##### Exercise input #####

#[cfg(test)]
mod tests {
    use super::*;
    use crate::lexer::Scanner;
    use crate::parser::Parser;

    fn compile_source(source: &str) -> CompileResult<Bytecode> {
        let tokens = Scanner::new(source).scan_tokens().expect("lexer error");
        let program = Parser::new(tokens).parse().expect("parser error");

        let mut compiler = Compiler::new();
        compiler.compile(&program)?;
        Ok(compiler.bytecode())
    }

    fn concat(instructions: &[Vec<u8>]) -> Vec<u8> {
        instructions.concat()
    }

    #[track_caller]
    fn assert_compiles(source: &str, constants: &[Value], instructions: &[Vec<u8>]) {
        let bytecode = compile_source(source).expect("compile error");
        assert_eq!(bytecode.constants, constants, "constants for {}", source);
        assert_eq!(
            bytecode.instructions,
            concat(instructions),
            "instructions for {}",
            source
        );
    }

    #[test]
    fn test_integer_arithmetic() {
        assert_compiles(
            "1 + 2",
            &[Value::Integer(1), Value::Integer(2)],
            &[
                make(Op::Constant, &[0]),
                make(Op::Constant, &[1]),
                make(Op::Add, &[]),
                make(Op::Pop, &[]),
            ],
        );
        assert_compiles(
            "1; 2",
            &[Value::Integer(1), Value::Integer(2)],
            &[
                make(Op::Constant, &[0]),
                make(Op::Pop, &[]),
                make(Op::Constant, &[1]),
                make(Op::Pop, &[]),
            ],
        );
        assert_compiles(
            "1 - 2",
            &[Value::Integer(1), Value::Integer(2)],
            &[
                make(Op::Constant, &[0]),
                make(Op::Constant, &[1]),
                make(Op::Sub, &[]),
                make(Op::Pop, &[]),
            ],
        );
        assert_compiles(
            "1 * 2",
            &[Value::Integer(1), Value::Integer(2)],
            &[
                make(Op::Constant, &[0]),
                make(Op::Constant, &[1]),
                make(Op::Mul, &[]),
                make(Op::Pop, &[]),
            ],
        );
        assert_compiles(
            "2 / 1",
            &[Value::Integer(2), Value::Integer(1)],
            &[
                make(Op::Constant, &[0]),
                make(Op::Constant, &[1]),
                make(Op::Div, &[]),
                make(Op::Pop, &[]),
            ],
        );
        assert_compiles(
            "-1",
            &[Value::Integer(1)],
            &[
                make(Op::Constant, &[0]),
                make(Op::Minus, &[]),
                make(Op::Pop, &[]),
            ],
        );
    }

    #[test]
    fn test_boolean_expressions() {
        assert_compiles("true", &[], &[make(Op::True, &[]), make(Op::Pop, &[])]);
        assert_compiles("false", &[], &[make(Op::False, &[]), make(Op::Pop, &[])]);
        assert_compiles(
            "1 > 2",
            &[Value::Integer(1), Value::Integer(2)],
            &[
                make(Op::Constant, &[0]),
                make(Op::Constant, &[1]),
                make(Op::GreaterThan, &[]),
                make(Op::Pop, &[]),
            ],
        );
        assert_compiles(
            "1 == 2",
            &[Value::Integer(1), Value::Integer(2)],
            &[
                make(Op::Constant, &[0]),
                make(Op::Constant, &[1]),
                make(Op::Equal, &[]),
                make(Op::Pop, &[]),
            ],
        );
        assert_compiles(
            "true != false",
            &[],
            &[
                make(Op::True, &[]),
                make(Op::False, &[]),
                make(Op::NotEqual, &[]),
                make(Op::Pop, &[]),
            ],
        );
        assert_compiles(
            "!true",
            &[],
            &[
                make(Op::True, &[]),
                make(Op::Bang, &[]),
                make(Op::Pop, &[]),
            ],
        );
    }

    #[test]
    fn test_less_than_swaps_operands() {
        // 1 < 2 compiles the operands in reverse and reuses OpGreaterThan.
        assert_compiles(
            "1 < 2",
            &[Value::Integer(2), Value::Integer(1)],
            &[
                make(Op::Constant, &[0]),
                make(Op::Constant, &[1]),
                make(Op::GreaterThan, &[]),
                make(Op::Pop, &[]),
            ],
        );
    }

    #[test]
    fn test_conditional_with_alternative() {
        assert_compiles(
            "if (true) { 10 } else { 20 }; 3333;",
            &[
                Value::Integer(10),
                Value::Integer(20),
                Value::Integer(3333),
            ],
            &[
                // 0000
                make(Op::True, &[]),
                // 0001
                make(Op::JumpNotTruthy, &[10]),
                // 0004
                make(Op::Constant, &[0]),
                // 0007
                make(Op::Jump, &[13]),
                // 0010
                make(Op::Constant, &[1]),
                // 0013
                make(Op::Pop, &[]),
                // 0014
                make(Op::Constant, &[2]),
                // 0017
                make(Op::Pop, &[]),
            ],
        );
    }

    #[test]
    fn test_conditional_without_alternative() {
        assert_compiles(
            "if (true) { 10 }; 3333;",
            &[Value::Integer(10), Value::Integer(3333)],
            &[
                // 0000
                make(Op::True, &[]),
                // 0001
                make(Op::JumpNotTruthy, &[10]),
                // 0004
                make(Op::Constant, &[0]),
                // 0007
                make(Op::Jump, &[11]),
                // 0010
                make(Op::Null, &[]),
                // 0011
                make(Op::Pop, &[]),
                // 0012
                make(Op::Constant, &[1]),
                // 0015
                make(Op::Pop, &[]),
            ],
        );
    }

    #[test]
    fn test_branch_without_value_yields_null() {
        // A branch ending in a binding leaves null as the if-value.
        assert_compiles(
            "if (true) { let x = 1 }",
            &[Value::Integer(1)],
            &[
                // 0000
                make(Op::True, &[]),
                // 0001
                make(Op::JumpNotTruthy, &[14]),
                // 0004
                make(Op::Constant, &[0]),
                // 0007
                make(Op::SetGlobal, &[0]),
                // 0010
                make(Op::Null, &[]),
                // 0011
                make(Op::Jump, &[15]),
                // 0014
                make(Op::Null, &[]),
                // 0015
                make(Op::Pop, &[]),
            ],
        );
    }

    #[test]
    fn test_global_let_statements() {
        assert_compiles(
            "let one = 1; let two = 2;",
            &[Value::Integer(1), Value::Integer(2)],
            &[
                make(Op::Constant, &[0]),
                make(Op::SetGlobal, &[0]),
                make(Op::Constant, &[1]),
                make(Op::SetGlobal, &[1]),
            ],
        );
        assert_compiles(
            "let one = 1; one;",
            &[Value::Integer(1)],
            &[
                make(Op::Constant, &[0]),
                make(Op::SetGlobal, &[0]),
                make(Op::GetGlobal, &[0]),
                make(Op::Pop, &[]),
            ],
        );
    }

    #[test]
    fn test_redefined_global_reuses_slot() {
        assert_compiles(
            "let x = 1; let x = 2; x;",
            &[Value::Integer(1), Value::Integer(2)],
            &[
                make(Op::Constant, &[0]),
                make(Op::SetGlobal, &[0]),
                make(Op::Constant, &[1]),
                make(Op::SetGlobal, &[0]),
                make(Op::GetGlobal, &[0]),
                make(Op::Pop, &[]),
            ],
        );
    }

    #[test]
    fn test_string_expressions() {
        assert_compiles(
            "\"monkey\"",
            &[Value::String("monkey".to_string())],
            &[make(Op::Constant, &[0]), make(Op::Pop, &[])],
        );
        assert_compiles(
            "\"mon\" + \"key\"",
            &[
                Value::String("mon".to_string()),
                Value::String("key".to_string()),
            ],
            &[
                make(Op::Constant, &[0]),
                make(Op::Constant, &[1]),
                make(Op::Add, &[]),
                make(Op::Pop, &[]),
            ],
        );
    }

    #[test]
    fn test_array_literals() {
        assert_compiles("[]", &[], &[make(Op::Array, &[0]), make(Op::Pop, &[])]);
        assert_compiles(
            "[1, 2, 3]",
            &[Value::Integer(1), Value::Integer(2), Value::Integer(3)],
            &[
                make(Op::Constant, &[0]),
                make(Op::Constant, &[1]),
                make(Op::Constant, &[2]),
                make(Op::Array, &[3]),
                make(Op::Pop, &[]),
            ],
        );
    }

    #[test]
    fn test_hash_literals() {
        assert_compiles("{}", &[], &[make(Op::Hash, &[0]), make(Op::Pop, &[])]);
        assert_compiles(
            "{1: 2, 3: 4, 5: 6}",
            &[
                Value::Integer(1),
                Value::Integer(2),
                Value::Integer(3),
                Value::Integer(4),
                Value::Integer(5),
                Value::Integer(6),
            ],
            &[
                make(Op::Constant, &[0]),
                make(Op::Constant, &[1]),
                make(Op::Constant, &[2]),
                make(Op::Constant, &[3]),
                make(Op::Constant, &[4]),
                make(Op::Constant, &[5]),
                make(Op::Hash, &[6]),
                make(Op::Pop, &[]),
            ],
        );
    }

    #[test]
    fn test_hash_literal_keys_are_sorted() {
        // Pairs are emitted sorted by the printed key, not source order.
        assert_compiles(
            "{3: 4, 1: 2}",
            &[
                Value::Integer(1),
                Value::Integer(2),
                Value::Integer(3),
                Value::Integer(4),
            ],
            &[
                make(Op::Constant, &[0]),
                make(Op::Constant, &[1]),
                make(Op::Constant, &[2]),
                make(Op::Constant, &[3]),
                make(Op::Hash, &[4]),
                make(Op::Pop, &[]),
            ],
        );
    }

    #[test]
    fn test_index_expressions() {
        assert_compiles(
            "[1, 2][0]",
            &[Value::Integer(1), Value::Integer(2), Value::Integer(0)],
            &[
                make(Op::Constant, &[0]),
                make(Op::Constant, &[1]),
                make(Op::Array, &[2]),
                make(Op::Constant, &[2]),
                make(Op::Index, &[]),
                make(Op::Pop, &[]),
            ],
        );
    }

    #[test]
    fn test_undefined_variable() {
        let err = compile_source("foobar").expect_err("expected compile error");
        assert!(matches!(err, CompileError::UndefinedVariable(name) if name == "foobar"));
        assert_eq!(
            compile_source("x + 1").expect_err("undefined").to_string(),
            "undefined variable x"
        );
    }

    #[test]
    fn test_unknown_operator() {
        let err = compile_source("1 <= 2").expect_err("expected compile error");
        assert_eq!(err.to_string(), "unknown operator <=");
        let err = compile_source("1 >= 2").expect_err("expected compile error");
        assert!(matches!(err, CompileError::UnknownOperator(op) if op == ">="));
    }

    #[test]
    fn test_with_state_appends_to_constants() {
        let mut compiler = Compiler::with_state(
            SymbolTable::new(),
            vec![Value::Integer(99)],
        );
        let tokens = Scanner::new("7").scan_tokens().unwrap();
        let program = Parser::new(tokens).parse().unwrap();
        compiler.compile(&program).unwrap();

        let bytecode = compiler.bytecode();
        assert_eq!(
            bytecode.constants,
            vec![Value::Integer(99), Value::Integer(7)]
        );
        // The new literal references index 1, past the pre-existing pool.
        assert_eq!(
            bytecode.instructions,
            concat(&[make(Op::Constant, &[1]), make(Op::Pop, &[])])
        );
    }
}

#####
##### Exercise input #####

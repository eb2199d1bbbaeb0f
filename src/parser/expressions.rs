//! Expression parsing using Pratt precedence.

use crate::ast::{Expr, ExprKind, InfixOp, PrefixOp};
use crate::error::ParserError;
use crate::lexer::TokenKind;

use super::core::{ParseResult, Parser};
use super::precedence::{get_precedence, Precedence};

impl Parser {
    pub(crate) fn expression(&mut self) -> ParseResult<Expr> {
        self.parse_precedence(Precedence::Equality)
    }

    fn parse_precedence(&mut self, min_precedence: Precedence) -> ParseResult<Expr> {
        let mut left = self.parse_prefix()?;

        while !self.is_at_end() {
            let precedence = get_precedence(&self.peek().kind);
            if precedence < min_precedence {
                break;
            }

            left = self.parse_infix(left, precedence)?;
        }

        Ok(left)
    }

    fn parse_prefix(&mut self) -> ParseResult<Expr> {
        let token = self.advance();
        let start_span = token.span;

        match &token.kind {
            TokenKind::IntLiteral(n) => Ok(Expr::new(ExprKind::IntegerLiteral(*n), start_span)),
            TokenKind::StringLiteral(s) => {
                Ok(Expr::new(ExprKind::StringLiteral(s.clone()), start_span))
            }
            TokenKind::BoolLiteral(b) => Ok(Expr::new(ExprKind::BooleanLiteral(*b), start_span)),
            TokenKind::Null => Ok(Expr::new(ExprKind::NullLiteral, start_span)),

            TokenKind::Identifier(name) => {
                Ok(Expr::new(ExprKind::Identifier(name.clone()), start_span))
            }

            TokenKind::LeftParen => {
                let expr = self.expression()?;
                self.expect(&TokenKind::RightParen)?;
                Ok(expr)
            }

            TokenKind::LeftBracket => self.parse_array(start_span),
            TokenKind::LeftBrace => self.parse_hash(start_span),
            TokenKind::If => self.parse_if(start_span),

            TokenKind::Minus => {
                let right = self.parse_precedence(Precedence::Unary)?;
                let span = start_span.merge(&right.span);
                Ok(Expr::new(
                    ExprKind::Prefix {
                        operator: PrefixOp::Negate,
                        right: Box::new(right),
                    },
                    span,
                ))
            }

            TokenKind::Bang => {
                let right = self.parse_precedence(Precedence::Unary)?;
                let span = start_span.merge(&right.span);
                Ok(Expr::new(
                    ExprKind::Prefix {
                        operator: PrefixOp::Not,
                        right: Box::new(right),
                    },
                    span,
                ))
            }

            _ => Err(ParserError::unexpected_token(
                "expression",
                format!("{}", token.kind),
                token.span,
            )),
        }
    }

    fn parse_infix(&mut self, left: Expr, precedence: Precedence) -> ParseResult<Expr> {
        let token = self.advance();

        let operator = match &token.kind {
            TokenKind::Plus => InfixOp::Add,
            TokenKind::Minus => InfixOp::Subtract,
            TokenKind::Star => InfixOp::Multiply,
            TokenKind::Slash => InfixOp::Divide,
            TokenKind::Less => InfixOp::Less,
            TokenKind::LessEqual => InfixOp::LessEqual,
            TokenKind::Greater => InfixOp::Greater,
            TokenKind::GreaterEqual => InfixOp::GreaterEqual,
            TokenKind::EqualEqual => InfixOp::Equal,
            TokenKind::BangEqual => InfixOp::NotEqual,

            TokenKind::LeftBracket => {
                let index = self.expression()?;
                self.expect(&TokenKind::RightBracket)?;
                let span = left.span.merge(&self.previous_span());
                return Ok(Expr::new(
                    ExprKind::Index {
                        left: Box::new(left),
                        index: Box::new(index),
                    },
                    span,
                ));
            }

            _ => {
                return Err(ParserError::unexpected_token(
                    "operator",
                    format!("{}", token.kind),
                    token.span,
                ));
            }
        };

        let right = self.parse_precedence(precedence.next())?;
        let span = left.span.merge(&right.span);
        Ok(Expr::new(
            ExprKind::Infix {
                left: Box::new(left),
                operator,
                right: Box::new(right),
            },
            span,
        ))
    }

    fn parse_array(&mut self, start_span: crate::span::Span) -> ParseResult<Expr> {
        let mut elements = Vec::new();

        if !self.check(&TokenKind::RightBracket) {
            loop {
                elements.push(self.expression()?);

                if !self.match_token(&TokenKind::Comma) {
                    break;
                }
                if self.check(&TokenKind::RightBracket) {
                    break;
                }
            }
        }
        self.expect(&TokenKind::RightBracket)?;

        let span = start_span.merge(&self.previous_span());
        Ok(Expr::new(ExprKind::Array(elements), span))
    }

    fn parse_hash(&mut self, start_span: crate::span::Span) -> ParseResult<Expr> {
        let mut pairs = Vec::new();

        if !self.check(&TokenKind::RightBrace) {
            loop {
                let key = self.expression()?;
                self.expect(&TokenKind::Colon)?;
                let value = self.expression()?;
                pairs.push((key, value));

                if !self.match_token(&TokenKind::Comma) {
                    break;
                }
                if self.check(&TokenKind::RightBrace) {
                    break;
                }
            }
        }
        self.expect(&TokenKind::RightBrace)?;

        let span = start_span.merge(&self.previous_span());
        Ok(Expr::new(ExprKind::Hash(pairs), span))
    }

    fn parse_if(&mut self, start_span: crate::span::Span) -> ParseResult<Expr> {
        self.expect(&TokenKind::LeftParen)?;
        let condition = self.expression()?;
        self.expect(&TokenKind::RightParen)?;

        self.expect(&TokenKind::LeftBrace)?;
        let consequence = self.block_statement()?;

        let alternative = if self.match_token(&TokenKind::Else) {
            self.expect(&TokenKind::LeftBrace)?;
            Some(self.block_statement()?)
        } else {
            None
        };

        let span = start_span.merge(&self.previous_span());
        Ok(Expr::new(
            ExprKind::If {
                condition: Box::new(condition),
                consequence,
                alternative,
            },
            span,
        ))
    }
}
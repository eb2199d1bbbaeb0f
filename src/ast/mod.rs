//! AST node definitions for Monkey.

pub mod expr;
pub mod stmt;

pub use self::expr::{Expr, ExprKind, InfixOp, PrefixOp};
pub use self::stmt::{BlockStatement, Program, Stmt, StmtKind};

#####
##### Exercise input #####

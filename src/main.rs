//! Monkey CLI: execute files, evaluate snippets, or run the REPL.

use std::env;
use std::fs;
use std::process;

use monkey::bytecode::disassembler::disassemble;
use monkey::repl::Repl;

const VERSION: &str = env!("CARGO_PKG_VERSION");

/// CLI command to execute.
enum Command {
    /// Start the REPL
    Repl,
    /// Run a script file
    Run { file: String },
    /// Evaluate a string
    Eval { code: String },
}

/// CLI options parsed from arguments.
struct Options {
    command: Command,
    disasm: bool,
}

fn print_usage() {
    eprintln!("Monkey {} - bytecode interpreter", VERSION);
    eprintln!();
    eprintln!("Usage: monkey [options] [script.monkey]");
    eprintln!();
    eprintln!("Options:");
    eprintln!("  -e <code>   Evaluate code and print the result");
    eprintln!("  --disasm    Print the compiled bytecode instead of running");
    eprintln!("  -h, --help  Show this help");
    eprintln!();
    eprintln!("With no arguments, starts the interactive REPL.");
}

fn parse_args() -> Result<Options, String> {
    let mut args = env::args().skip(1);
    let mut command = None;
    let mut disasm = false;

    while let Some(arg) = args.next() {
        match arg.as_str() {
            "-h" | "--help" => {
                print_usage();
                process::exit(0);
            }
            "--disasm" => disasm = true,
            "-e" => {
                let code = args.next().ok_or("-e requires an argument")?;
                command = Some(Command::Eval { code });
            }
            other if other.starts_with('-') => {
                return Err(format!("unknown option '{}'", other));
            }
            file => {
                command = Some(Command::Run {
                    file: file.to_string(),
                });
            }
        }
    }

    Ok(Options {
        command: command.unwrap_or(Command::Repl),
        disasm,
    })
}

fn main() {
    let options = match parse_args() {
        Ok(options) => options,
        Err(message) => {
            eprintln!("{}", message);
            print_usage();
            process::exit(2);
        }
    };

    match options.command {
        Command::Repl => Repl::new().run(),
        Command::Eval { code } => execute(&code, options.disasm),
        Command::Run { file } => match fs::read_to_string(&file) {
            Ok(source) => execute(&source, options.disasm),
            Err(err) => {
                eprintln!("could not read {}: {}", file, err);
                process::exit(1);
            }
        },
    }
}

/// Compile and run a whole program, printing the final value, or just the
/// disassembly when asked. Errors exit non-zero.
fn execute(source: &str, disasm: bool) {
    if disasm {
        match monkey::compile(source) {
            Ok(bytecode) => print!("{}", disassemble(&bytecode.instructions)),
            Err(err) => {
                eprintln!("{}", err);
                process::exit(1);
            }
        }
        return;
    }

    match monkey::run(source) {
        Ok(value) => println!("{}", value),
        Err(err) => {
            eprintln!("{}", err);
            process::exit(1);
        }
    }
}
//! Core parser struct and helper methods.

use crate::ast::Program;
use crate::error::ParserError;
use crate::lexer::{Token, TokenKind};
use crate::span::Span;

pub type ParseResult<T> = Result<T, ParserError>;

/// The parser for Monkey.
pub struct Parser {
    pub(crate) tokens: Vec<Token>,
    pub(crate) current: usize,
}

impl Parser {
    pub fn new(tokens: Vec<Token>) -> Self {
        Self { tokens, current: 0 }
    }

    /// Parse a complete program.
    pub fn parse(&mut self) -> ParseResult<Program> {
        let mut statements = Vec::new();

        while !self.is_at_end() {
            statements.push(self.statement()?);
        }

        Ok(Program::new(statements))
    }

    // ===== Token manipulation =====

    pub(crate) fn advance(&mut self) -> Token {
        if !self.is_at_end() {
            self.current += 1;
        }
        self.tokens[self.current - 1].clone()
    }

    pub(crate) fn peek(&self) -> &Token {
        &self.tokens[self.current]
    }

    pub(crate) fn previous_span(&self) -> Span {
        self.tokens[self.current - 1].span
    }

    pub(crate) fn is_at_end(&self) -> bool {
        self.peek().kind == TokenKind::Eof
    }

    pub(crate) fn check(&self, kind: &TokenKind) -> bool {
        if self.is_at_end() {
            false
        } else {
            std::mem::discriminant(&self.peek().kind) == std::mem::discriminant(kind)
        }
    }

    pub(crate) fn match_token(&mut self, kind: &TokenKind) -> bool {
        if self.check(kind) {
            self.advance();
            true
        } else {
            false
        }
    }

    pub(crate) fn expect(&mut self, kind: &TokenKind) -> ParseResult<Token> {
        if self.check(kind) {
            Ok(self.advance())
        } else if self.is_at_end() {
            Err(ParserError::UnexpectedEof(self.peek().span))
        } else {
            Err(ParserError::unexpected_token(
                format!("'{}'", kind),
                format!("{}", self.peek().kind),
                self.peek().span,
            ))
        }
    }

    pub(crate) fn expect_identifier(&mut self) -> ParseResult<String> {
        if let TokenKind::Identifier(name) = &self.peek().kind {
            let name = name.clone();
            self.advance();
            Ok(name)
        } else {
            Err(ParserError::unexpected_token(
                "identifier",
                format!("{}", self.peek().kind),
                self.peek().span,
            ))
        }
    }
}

#####

◆ Task prompt: Return only the lines of the records in which the string "Scanner" appears.

◆ Task solution:
    use crate::lexer::Scanner;
        let tokens = Scanner::new(source).scan_tokens().expect("lexer error");
        let tokens = Scanner::new("7").scan_tokens().unwrap();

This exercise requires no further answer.